## ABOUT THIS TASK:
Retype each line exactly as it stands, beginning at the first line of the material and finishing with the line that contains "the way the".

## RECORDS:
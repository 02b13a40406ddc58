//! Process-wide tracing subscriber setup. Call [`init_tracing`] once at
//! process startup, before constructing a [`crate::Kernel`]; every
//! `tracing::info!`/`warn!`/`debug!` call across the workspace then reaches
//! one configured sink.

use tracing_subscriber::{layer::SubscriberExt, util::SubscriberInitExt, EnvFilter};

/// Telemetry configuration, sourced from the environment the way the
/// teacher's API crate reads its `CALIBER_*` variables.
#[derive(Debug, Clone)]
pub struct TelemetryConfig {
    /// Name stamped into every log line's `service` field.
    pub service_name: String,
    /// `AETHER_LOG`, falling back to `info` for this crate and `warn`
    /// elsewhere when unset or unparseable.
    pub filter: String,
    /// Structured JSON lines instead of the human-readable default.
    pub json: bool,
}

impl Default for TelemetryConfig {
    fn default() -> Self {
        Self {
            service_name: std::env::var("AETHER_SERVICE_NAME").unwrap_or_else(|_| "aether-kernel".to_string()),
            filter: std::env::var("AETHER_LOG").unwrap_or_else(|_| "aether=info,warn".to_string()),
            json: std::env::var("AETHER_LOG_JSON")
                .map(|v| v == "1" || v == "true")
                .unwrap_or(false),
        }
    }
}

/// Installs a process-wide [`tracing_subscriber`] registry built from
/// `config`. Idempotent: a second call is a no-op rather than a panic, since
/// host processes that embed a [`crate::Kernel`] inside an existing
/// subscriber (tests, multi-kernel hosts) must not be torn down by it.
pub fn init_tracing(config: &TelemetryConfig) {
    let env_filter = EnvFilter::try_new(&config.filter).unwrap_or_else(|_| EnvFilter::new("info"));

    let result = if config.json {
        tracing_subscriber::registry()
            .with(env_filter)
            .with(tracing_subscriber::fmt::layer().json())
            .try_init()
    } else {
        tracing_subscriber::registry()
            .with(env_filter)
            .with(tracing_subscriber::fmt::layer())
            .try_init()
    };

    if result.is_err() {
        tracing::debug!("tracing subscriber already initialized, skipping");
    } else {
        tracing::info!(service = %config.service_name, "telemetry initialized");
    }
}

#[cfg(test)]
mod tests {
    use super::*;

    #[test]
    fn default_config_falls_back_when_env_unset() {
        std::env::remove_var("AETHER_SERVICE_NAME");
        std::env::remove_var("AETHER_LOG");
        std::env::remove_var("AETHER_LOG_JSON");
        let config = TelemetryConfig::default();
        assert_eq!(config.service_name, "aether-kernel");
        assert_eq!(config.filter, "aether=info,warn");
        assert!(!config.json);
    }

    #[test]
    fn second_init_does_not_panic() {
        let config = TelemetryConfig::default();
        init_tracing(&config);
        init_tracing(&config);
    }
}
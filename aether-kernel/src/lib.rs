//! The AetherOS kernel (§6): the single public API surface. Construction
//! wires every subsystem together and subscribes agent activation to the
//! Phase Orchestrator's event bus; everything else on [`Kernel`] is a thin,
//! authorization-aware delegation to exactly one subsystem.

mod report;
mod telemetry;

pub use report::{PerformanceReport, ProcessImprovementReport};
pub use telemetry::{init_tracing, TelemetryConfig};

use aether_agents::{AgentRuntime, Message, MessageHandler};
use aether_auth::{ActionRequest, DoctrineAdapter, ExternalPolicyClient};
use aether_broker::{AuditLog, BackendAdapter, InformationBroker, QueryParams, QueryResult};
use aether_context::ContextProvisioner;
use aether_core::{
    AetherError, AetherResult, AgentContext, AgentId, AgentProfile, AtoCycle, CategoryPolicy, CycleId, CycleSchedule,
    Decision, InformationCategory, KernelConfig, KernelError, Phase,
};
use aether_events::{PhaseEvent, PhaseEventBus, PhaseEventHandler};
use aether_llm::{CompletionRequest, LlmProvider, ProviderRegistry, StructuredResponse};
use aether_orchestrator::PhaseOrchestrator;
use aether_pi::FlagLog;
use chrono::{DateTime, Utc};
use std::collections::{HashMap, HashSet};
use std::sync::Arc;
use std::time::Duration;

/// Subscribed to the orchestrator's event bus at construction time;
/// (de)activates agents per `active_agent_ids` on every phase boundary.
/// Synchronous because [`aether_events::PhaseEventHandler::handle`] is
/// synchronous and `AgentRuntime`'s activation methods were made
/// synchronous for exactly this reason.
struct ActivationHandler {
    runtime: Arc<AgentRuntime>,
    schedule: CycleSchedule,
}

impl PhaseEventHandler for ActivationHandler {
    fn handle(&self, event: &PhaseEvent) -> Result<(), String> {
        match event {
            PhaseEvent::Entered { phase, .. } => {
                for agent_id in self.schedule.active_agents(*phase) {
                    self.runtime.activate(agent_id);
                }
            }
            PhaseEvent::Exited { phase, .. } => {
                for agent_id in self.schedule.active_agents(*phase) {
                    self.runtime.deactivate(agent_id);
                }
            }
        }
        Ok(())
    }

    fn name(&self) -> &str {
        "kernel_activation_handler"
    }
}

## RESPONSE AREA:
repository 02b13a40406ddc58
//! Process-wide tracing subscriber setup. Call [`init_tracing`] once at
//! process startup, before constructing a [`crate::Kernel`]; every
//! `tracing::info!`/`warn!`/`debug!` call across the workspace then reaches
//! one configured sink.

use tracing_subscriber::{layer::SubscriberExt, util::SubscriberInitExt, EnvFilter};

/// Telemetry configuration, sourced from the environment the way the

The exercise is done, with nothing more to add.